■ Task description ■
All that is needed is each line of the entries holding the word "PageFile", copied as it stands.

■ Dataset records ■
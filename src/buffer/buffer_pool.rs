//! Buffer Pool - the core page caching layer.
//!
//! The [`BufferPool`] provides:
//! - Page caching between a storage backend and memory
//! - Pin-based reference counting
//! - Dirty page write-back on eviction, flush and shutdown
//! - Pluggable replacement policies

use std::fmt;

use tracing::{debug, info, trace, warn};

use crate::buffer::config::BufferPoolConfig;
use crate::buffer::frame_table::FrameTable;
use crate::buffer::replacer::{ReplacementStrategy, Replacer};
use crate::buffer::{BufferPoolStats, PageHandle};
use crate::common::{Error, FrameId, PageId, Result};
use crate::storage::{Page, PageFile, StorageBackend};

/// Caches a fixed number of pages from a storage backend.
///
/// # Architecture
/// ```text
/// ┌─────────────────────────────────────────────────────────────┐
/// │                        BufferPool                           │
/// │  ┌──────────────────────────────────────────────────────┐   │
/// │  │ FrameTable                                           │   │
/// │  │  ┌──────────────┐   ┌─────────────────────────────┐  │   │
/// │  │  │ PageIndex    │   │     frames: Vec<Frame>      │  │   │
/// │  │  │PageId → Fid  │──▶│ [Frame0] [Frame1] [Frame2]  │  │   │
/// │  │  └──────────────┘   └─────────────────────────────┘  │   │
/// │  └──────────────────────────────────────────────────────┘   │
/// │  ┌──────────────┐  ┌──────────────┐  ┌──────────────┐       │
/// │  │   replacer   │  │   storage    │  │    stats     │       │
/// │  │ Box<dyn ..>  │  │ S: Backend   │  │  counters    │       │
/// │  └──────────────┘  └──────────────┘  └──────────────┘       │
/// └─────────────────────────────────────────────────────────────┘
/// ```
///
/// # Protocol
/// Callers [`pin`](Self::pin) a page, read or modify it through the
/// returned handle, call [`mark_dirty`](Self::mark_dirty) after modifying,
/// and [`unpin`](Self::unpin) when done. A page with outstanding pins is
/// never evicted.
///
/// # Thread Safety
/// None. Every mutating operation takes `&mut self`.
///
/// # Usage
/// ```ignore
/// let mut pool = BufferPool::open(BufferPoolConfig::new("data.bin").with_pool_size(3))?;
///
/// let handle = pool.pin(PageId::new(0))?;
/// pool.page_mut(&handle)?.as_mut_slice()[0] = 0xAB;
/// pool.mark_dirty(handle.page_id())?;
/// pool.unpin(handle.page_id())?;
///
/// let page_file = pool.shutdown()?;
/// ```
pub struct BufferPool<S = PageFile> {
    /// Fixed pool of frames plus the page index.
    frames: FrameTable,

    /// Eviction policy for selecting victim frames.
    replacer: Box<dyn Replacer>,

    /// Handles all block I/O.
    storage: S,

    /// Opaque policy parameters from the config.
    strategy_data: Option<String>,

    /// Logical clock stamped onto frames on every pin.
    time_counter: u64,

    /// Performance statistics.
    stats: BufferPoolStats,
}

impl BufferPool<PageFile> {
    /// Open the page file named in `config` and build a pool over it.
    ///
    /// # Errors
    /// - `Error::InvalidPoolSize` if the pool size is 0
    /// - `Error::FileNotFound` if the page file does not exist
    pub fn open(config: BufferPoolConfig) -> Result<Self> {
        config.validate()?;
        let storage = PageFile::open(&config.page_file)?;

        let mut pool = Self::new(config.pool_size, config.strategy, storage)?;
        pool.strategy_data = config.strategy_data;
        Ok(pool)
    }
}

■ Answer section ■
use crate::storage::{Page, PageFile, StorageBackend};
pub struct BufferPool<S = PageFile> {
impl BufferPool<PageFile> {
        let storage = PageFile::open(&config.page_file)?;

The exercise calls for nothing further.